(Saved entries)
============

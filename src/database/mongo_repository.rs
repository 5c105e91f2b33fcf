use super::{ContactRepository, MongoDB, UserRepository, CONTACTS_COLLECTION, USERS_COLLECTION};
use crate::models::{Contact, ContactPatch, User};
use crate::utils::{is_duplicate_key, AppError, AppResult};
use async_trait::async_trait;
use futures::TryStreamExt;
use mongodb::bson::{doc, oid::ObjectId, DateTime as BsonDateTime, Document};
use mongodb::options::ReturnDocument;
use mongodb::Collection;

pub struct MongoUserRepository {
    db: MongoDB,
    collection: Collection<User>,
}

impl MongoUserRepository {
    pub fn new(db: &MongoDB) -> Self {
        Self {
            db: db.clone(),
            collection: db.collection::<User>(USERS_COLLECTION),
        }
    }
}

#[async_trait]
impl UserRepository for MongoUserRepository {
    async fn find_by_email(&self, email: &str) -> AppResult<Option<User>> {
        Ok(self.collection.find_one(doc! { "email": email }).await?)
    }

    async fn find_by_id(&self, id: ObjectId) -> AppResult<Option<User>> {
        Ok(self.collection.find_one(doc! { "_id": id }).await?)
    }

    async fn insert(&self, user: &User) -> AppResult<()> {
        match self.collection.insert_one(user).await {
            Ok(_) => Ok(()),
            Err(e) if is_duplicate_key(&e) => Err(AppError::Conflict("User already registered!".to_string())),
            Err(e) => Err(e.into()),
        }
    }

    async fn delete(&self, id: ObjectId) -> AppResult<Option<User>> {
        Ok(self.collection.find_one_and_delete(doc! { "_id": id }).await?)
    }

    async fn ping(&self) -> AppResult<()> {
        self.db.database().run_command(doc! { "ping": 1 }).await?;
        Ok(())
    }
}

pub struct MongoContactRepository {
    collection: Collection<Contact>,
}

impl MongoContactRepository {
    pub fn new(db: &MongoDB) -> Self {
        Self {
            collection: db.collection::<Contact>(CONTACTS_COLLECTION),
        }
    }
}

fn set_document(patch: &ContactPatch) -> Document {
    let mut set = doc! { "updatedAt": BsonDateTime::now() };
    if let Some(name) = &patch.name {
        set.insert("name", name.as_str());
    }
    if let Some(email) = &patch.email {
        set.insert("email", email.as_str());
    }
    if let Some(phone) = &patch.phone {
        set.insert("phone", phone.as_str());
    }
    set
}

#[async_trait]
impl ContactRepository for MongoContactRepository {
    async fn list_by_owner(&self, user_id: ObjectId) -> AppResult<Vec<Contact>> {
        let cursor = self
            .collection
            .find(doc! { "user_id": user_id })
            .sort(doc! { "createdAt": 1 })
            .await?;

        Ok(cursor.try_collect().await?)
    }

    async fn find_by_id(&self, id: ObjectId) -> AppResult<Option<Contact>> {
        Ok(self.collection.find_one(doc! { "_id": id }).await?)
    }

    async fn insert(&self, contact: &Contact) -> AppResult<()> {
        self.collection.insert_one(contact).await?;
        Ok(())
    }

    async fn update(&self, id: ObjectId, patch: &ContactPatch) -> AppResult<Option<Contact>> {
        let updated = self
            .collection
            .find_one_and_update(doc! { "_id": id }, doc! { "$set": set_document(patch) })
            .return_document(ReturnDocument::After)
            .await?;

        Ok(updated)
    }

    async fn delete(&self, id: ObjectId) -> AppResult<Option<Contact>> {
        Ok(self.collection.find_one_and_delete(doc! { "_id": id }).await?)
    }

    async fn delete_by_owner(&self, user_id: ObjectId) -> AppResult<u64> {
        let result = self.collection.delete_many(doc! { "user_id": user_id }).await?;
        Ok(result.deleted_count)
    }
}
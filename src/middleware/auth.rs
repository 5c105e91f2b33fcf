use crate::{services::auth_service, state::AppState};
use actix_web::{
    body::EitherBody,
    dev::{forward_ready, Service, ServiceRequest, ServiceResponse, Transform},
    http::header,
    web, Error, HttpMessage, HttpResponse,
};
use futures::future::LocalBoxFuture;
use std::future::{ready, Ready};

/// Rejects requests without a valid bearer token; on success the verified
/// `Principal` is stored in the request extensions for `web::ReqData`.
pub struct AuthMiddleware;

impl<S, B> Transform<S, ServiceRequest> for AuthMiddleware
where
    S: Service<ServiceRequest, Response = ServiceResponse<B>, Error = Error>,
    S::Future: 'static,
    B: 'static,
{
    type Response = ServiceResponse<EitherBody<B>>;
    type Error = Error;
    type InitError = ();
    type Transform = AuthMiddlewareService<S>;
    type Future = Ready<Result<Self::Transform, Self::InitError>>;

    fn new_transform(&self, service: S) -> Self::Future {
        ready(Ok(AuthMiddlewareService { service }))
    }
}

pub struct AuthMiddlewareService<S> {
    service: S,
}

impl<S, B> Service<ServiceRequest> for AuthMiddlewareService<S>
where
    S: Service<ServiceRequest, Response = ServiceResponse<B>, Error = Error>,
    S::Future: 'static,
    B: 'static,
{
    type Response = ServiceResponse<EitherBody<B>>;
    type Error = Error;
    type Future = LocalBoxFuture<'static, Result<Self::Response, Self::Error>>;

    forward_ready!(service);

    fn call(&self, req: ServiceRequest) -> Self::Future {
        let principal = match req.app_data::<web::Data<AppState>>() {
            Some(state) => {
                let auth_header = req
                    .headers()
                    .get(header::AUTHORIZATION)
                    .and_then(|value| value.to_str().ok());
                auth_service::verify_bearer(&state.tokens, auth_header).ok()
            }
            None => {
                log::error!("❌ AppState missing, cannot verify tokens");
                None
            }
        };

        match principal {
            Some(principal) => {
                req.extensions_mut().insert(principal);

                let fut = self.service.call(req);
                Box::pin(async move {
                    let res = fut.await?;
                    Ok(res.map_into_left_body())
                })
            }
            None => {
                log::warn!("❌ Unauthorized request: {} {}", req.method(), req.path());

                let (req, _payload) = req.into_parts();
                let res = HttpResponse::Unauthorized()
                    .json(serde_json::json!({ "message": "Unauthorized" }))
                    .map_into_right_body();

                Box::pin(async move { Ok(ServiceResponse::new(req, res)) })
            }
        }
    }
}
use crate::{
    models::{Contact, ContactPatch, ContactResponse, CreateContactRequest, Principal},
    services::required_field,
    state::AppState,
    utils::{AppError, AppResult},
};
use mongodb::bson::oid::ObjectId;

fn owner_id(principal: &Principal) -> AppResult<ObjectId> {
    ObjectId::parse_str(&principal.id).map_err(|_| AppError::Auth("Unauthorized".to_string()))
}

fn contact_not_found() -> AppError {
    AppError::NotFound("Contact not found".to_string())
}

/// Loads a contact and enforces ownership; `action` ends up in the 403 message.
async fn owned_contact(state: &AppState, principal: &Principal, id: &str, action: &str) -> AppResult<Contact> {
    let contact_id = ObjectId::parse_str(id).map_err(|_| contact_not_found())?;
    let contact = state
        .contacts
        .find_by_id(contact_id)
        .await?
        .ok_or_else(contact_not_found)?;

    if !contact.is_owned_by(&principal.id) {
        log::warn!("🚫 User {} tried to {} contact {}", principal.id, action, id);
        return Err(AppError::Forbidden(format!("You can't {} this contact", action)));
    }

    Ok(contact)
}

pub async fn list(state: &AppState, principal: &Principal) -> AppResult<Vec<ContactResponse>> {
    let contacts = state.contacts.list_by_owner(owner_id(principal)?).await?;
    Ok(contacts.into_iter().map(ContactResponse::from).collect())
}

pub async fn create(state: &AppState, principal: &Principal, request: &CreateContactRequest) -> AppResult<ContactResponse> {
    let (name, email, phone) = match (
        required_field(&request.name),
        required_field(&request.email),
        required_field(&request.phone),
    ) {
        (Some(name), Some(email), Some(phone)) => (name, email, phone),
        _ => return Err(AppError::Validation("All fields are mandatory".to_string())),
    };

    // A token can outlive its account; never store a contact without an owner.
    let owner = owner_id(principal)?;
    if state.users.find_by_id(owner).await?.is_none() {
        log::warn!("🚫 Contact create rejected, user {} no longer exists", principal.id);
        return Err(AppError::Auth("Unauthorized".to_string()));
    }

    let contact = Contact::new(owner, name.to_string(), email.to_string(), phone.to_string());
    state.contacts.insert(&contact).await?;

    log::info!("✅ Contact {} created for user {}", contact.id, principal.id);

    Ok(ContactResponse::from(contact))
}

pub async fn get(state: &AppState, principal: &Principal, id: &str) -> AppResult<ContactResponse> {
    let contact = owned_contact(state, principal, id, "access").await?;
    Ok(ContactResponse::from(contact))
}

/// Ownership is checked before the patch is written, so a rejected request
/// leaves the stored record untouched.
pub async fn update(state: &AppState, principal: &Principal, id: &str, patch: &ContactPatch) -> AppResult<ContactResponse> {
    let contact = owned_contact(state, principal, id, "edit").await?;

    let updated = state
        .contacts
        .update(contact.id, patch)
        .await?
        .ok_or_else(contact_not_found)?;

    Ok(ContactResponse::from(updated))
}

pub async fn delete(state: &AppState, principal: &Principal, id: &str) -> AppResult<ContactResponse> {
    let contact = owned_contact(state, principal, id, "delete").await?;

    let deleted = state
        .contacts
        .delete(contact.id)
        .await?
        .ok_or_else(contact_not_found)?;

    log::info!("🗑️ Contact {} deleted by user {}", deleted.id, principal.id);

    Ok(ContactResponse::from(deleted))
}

============

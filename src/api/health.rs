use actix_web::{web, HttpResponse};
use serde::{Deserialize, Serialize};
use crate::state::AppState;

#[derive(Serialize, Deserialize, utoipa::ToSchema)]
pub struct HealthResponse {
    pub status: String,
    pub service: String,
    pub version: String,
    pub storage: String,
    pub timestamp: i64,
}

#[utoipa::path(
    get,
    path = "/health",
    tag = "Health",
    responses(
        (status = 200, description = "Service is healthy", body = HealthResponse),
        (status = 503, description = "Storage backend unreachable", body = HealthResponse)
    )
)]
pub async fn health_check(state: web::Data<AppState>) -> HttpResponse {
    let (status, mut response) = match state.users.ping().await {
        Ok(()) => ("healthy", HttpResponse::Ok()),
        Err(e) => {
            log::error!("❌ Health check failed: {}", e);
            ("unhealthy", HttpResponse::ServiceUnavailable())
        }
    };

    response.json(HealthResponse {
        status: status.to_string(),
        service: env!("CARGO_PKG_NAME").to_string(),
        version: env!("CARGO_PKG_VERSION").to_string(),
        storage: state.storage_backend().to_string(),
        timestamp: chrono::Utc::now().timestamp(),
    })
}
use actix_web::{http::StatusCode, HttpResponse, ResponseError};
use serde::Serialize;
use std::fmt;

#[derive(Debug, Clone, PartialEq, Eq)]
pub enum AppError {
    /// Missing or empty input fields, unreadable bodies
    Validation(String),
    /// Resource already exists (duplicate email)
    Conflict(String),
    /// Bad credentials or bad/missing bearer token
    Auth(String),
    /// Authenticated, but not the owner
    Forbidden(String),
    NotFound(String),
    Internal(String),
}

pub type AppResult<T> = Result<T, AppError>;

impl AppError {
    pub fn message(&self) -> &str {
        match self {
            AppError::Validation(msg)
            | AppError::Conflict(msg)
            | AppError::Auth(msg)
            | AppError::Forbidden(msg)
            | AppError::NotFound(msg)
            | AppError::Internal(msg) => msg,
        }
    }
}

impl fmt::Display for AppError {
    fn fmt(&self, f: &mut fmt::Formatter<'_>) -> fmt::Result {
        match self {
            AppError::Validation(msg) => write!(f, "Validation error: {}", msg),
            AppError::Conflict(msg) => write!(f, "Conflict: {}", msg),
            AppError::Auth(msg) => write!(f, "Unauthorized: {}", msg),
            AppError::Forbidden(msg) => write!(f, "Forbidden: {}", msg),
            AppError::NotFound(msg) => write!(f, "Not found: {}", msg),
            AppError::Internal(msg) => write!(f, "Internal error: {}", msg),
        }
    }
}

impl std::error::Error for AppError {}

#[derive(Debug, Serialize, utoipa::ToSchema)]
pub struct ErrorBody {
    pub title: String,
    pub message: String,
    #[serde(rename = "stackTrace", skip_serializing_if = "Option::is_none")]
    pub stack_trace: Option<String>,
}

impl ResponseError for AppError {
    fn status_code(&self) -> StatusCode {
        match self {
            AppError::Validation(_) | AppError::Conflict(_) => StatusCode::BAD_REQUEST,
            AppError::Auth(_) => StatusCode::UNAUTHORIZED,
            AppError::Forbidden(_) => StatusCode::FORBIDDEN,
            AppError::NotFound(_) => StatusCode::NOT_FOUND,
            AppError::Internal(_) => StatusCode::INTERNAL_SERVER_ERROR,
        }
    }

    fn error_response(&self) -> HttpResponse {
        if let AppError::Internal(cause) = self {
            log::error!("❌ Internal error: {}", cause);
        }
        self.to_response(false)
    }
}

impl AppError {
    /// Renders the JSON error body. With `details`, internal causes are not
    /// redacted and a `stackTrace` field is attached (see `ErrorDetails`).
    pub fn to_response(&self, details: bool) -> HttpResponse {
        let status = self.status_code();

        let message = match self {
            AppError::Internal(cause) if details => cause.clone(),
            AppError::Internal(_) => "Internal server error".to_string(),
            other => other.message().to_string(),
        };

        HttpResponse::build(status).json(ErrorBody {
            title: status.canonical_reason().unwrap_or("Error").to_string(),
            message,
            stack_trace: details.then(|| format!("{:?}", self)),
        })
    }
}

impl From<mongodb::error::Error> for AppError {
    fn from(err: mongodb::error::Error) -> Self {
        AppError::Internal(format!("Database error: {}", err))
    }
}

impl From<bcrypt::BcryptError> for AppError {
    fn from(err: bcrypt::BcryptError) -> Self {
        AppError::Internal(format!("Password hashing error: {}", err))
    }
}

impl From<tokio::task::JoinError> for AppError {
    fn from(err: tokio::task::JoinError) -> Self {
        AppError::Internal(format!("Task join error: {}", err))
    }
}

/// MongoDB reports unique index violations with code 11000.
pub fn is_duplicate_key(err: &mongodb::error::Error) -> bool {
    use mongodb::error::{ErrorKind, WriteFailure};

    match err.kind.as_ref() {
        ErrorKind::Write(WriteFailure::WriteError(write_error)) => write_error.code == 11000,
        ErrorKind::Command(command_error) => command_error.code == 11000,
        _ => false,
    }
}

============

> **What to produce**:
Look at the records above. Copy every line where the string "utils" occurs.

> **Your solution**:
use crate::utils::{is_duplicate_key, AppError, AppResult};
    utils::{AppError, AppResult},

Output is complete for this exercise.